Could you tally the lines of the entries that carry the string "format"? Reply with the number and nothing more.
• • • • •
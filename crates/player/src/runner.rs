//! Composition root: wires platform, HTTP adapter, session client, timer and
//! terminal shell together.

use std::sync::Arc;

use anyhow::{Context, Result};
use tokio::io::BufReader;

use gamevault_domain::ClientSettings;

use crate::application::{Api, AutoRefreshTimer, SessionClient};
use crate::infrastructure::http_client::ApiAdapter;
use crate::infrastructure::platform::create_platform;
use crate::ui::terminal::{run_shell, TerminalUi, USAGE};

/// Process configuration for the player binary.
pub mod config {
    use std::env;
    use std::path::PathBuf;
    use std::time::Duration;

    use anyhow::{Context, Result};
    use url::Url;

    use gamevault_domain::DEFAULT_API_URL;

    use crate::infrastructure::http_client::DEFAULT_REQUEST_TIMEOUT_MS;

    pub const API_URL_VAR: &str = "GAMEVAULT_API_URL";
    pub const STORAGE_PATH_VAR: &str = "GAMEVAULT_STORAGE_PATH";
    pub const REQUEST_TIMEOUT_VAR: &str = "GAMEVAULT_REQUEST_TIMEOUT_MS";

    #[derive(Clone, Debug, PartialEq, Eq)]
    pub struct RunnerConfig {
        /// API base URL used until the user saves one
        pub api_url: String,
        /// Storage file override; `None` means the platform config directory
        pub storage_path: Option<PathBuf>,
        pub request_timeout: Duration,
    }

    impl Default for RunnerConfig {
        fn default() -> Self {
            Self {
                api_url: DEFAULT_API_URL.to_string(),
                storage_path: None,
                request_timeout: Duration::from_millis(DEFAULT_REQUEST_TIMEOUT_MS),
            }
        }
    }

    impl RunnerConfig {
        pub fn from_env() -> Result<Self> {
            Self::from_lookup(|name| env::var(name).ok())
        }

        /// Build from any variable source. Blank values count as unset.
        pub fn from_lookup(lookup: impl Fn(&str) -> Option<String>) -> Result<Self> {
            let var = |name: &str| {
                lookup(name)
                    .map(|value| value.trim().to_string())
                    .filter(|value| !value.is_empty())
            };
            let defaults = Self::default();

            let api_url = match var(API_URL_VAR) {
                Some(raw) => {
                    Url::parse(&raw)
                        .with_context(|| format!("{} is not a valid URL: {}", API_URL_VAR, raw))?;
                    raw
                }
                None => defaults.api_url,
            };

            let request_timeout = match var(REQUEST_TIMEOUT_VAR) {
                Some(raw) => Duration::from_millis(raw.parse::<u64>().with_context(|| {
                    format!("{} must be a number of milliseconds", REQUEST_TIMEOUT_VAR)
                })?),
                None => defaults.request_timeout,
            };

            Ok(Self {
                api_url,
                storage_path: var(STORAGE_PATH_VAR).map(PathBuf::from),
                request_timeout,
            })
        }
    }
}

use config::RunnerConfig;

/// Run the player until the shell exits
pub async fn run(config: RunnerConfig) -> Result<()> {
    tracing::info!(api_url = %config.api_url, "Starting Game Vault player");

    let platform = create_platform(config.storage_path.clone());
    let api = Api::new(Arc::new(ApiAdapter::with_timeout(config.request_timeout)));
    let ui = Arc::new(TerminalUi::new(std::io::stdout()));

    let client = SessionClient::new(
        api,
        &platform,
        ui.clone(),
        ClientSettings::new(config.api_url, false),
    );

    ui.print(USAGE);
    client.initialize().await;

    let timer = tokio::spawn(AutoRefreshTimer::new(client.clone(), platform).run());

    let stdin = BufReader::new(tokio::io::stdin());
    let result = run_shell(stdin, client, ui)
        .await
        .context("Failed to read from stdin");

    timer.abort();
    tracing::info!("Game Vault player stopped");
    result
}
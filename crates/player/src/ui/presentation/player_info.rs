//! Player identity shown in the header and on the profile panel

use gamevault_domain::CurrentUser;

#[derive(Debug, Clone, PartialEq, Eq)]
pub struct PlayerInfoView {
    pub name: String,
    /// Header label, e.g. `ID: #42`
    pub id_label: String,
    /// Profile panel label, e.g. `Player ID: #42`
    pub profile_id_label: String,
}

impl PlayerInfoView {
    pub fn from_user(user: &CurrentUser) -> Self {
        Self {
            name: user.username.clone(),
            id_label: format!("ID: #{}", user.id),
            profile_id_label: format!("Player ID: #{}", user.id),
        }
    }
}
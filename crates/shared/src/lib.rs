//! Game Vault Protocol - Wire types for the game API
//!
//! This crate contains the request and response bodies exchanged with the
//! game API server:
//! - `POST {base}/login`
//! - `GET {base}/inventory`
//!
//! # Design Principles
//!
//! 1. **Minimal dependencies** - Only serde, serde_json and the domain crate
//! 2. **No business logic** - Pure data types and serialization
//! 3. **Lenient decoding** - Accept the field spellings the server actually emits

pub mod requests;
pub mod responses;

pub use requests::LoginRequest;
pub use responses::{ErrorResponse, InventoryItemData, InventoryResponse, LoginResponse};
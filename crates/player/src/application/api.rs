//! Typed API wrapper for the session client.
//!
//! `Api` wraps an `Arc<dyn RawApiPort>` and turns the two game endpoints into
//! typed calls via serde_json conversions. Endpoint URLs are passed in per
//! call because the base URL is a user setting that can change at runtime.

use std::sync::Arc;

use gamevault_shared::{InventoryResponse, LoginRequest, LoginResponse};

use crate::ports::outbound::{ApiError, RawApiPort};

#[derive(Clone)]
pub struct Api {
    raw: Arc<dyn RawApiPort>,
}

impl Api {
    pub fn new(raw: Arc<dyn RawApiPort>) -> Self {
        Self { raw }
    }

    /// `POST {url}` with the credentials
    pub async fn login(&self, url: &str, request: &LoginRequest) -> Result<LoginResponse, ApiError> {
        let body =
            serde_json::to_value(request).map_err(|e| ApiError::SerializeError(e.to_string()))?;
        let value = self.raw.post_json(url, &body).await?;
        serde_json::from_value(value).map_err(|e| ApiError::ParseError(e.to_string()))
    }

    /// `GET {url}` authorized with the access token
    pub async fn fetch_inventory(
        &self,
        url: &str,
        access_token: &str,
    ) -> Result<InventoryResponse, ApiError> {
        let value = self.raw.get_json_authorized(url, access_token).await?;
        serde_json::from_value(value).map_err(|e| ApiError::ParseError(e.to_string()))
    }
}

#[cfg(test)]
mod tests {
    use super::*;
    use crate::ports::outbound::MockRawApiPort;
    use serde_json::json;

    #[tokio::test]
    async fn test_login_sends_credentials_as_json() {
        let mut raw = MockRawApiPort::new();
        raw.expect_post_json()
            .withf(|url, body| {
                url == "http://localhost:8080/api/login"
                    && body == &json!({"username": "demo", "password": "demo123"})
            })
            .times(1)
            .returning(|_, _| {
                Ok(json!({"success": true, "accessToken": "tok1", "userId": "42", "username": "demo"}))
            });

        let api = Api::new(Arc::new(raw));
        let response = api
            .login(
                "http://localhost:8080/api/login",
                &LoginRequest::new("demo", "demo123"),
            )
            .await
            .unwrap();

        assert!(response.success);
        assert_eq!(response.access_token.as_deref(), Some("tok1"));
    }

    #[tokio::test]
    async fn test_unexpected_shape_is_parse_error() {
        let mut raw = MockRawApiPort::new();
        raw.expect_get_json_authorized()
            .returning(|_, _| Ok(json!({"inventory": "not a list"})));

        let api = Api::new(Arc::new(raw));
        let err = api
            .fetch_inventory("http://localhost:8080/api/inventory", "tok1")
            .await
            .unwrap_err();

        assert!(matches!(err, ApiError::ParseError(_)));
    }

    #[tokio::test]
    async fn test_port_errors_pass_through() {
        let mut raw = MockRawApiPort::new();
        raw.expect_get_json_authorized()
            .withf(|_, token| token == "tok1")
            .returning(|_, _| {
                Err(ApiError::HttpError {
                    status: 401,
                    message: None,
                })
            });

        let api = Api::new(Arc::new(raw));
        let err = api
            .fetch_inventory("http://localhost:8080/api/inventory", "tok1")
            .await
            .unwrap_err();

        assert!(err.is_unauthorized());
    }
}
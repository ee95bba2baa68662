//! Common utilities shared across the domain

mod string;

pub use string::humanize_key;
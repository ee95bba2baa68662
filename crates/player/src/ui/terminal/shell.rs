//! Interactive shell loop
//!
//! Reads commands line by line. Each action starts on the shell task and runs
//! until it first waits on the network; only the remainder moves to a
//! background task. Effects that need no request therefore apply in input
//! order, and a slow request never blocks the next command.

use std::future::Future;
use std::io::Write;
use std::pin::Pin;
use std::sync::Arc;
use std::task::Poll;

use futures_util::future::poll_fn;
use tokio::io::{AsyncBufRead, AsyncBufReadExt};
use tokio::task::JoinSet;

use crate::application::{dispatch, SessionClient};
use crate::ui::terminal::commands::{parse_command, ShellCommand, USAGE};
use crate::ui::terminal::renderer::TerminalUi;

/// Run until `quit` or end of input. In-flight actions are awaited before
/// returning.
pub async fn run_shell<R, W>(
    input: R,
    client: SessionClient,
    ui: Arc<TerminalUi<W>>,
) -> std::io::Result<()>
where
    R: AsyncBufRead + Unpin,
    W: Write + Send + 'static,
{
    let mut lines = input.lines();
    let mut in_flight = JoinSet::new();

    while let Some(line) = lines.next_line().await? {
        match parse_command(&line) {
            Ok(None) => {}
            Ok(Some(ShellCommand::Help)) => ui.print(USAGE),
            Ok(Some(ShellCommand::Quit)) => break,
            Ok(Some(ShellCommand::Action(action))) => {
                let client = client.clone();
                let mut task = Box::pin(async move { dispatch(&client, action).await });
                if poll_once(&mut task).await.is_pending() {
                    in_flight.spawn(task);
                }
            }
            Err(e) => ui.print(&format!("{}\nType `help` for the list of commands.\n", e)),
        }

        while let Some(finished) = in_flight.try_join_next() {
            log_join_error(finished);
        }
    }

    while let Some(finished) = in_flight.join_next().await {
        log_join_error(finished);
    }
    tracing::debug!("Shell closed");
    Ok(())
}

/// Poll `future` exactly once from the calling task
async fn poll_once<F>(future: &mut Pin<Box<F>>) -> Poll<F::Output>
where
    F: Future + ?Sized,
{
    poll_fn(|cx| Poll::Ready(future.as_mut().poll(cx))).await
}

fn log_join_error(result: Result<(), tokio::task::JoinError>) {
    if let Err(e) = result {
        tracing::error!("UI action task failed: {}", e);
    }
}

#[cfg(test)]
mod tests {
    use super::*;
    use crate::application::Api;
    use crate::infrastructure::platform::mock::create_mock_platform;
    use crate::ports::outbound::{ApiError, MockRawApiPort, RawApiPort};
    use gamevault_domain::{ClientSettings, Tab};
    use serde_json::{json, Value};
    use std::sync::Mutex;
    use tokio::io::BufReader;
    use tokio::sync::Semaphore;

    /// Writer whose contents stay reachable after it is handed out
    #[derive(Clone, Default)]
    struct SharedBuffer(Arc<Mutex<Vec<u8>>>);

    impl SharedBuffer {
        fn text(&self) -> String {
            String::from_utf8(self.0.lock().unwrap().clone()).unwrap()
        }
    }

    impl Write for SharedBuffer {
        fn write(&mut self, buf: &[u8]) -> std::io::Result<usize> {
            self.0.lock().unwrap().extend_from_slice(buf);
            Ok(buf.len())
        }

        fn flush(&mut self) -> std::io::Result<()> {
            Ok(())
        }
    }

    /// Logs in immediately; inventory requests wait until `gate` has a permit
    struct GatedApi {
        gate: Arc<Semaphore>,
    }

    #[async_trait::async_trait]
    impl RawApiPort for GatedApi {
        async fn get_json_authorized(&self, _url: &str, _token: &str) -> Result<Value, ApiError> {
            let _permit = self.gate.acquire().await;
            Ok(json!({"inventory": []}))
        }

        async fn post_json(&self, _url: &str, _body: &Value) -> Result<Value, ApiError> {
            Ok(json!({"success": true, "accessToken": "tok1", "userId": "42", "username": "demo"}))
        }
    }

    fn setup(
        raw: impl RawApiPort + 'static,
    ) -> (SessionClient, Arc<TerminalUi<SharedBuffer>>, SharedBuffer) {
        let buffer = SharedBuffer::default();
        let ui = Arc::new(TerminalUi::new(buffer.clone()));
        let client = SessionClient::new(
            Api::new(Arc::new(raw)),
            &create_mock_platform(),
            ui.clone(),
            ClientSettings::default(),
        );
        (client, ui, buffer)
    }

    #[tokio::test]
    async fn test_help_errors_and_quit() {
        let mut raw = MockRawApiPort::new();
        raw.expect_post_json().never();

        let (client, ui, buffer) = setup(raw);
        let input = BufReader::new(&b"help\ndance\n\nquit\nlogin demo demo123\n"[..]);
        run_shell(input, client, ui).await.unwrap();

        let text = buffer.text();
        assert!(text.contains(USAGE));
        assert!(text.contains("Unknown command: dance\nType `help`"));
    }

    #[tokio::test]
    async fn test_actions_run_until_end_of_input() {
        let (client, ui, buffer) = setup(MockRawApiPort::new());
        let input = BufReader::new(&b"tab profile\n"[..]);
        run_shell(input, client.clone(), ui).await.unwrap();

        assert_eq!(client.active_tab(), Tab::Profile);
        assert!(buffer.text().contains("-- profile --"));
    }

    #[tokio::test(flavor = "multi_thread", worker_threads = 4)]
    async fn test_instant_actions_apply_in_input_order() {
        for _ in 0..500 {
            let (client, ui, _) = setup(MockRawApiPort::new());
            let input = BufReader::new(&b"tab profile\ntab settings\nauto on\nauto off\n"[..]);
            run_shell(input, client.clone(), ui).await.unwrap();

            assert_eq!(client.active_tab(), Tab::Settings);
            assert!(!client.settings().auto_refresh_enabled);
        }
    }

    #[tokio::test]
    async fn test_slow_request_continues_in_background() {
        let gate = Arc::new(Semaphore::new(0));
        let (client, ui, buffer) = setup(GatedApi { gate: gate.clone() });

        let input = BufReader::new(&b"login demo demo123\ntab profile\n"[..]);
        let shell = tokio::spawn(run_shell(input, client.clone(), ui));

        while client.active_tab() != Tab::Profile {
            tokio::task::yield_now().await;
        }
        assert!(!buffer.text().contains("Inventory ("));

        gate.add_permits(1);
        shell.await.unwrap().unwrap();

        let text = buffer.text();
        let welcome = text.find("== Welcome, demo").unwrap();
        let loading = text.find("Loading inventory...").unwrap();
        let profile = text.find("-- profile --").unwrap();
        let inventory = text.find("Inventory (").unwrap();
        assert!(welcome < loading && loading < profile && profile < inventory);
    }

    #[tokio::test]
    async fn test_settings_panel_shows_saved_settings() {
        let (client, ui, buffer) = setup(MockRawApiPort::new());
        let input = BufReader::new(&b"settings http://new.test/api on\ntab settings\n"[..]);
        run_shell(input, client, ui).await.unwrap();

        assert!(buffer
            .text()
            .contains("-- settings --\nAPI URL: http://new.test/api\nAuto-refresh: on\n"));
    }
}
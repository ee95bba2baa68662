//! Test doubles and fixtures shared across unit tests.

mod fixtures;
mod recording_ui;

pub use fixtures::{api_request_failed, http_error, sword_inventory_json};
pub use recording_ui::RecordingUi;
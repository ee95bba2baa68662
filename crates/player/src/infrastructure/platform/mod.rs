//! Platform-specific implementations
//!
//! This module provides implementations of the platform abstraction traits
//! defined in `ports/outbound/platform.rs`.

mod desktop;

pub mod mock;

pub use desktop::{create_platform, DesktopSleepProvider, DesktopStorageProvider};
• • • • •
RESULT FOR THIS TASK:
5